= Try it =
Go through the records below and write each one out again unchanged.

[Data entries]
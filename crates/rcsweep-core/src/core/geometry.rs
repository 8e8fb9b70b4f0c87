use nalgebra::Vector3;
use thiserror::Error;

/// Offset applied before rounding the per-axis shell count up, so that a
/// cutoff sitting exactly on a half-integer number of edges does not pull in
/// an extra shell of images through rounding noise.
const SHELL_ROUNDING_OFFSET: f64 = 0.49999;

#[derive(Debug, Error, PartialEq)]
pub enum GeometryError {
    #[error("Box edge along axis {axis} must be finite and positive, got {length}")]
    InvalidEdge { axis: usize, length: f64 },
}

/// Periodic box geometry as seen by the truncation pipeline.
pub trait Boundary {
    fn edge_lengths(&self) -> Vector3<f64>;

    /// Wraps `dr` onto its nearest periodic image in place.
    fn nearest_image(&self, dr: &mut Vector3<f64>);

    fn volume(&self) -> f64 {
        let edges = self.edge_lengths();
        edges.x * edges.y * edges.z
    }

    fn dimension(&self) -> usize {
        3
    }
}

#[derive(Debug, Clone, Copy, PartialEq)]
pub struct OrthorhombicBoundary {
    edges: Vector3<f64>,
}

impl OrthorhombicBoundary {
    pub fn new(edges: Vector3<f64>) -> Result<Self, GeometryError> {
        for (axis, &length) in edges.iter().enumerate() {
            if !length.is_finite() || length <= 0.0 {
                return Err(GeometryError::InvalidEdge { axis, length });
            }
        }
        Ok(Self { edges })
    }

    pub fn cubic(edge: f64) -> Result<Self, GeometryError> {
        Self::new(Vector3::new(edge, edge, edge))
    }
}

impl Boundary for OrthorhombicBoundary {
    fn edge_lengths(&self) -> Vector3<f64> {
        self.edges
    }

    fn nearest_image(&self, dr: &mut Vector3<f64>) {
        for axis in 0..3 {
            let edge = self.edges[axis];
            dr[axis] -= edge * (dr[axis] / edge).round();
        }
    }
}

/// Maximum periodic translation index per axis needed to reach every image
/// within a given range.
#[derive(Debug, Clone, Copy, PartialEq, Eq)]
pub struct ImageShells {
    extent: [i32; 3],
}

impl ImageShells {
    pub fn for_range(range: f64, edges: &Vector3<f64>) -> Self {
        let mut extent = [0; 3];
        for (axis, slot) in extent.iter_mut().enumerate() {
            *slot = (range / edges[axis] - SHELL_ROUNDING_OFFSET).ceil().max(0.0) as i32;
        }
        Self { extent }
    }

    #[inline]
    pub fn extent(&self, axis: usize) -> i32 {
        self.extent[axis]
    }

    /// Number of image translations visited, zero shift included.
    pub fn image_count(&self) -> usize {
        self.extent
            .iter()
            .map(|&n| (2 * n + 1) as usize)
            .product()
    }
}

= Written solution =
filename crates/rcsweep-core/src/core/geometry.rs
repository 8e8fb9b70b4f0c87
use nalgebra::Vector3;
use thiserror::Error;

/// Offset applied before rounding the per-axis shell count up, so that a
/// cutoff sitting exactly on a half-integer number of edges does not pull in
/// an extra shell of images through rounding noise.
const SHELL_ROUNDING_OFFSET: f64 = 0.49999;

#[derive(Debug, Error, PartialEq)]
pub enum GeometryError {
    #[error("Box edge along axis {axis} must be finite and positive, got {length}")]
    InvalidEdge { axis: usize, length: f64 },
}

/// Periodic box geometry as seen by the truncation pipeline.
pub trait Boundary {
    fn edge_lengths(&self) -> Vector3<f64>;

    /// Wraps `dr` onto its nearest periodic image in place.
    fn nearest_image(&self, dr: &mut Vector3<f64>);

    fn volume(&self) -> f64 {
        let edges = self.edge_lengths();
        edges.x * edges.y * edges.z
    }

    fn dimension(&self) -> usize {
        3
    }
}

#[derive(Debug, Clone, Copy, PartialEq)]
pub struct OrthorhombicBoundary {
    edges: Vector3<f64>,
}

impl OrthorhombicBoundary {
    pub fn new(edges: Vector3<f64>) -> Result<Self, GeometryError> {
        for (axis, &length) in edges.iter().enumerate() {
            if !length.is_finite() || length <= 0.0 {
                return Err(GeometryError::InvalidEdge { axis, length });
            }
        }
        Ok(Self { edges })
    }

    pub fn cubic(edge: f64) -> Result<Self, GeometryError> {
        Self::new(Vector3::new(edge, edge, edge))
    }
}

impl Boundary for OrthorhombicBoundary {
    fn edge_lengths(&self) -> Vector3<f64> {
        self.edges
    }

    fn nearest_image(&self, dr: &mut Vector3<f64>) {
        for axis in 0..3 {
            let edge = self.edges[axis];
            dr[axis] -= edge * (dr[axis] / edge).round();
        }
    }
}

/// Maximum periodic translation index per axis needed to reach every image
/// within a given range.
#[derive(Debug, Clone, Copy, PartialEq, Eq)]
pub struct ImageShells {
    extent: [i32; 3],
}

impl ImageShells {
    pub fn for_range(range: f64, edges: &Vector3<f64>) -> Self {
        let mut extent = [0; 3];
        for (axis, slot) in extent.iter_mut().enumerate() {
            *slot = (range / edges[axis] - SHELL_ROUNDING_OFFSET).ceil().max(0.0) as i32;
        }
        Self { extent }
    }

    #[inline]
    pub fn extent(&self, axis: usize) -> i32 {
        self.extent[axis]
    }

    /// Number of image translations visited, zero shift included.
    pub fn image_count(&self) -> usize {
        self.extent
            .iter()
            .map(|&n| (2 * n + 1) as usize)
            .product()
    }
}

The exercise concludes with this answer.